But now consider a proton absorbing a photon with an energy of 294 MeV and transitioning to a delta particle (specifically to the $\Delta^+$). It will eventually decay back to a proton and release the 294 MeV, but this is a huge amount of energy. For comparison medical X-ray photons have an energy of a few tens of keV, so the energy released in a delta particle decay is ten thousand times greater.

And in particle reactions energy can be converted to matter in accordance with Einstein's famous equation $E=mc^2$, so while the decay could release the 294MeV as a photon it could also convert some of that energy to particles and release the particles instead. An electron has a mass of only 0.511 MeV, a muon is 106 MeV and a pion is 135 MeV so the energy could be converted to any of these particles as well as a photon. The result is that there are lots of different ways a delta particle can decay, and it is a general rule that in particle physics if a process can happen then it does happen. It's just a matter of what the probability of the process is.

The various ways particles can decay are tabulated in the particle data group handbook. For the delta that we get by exciting a proton (1232 MeV mass) the most probably decay is to release a pion.

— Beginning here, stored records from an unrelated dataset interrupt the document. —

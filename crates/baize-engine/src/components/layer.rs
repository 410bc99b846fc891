/// Render layer, drawn back-to-front.
///
/// A ball sliding into a pocket is moved to `Pocketing` so it passes under
/// the balls still in play.
#[derive(Debug, Clone, Copy, PartialEq, Eq, PartialOrd, Ord, Hash, Default)]
#[repr(u8)]
pub enum RenderLayer {
    Table = 0,
    Pocketing = 1,
    #[default]
    Balls = 2,
    Overlay = 3,
}

impl RenderLayer {
    pub const COUNT: usize = 4;

    pub fn from_u8(value: u8) -> Option<Self> {
        match value {
            0 => Some(Self::Table),
            1 => Some(Self::Pocketing),
            2 => Some(Self::Balls),
            3 => Some(Self::Overlay),
            _ => None,
        }
    }

    pub fn as_u8(self) -> u8 {
        self as u8
    }
}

The 294 MeV decay energy goes into the mass of the pion and the kinetic energy of the pion and proton after the decay. The next most probably decay is to release a photon, but this happens only 1% of the time.

The PDG doesn't list any other decay options for the 1232 MeV delta. There may be other decay modes that are so unlikely they are never observed. The delta is only the lowest excited state of a proton and there are many other higher energy states. See the question Can neutrons and protons have excited states? for more on this. The higher energy states have even more energy and therefore even more different ways to decay.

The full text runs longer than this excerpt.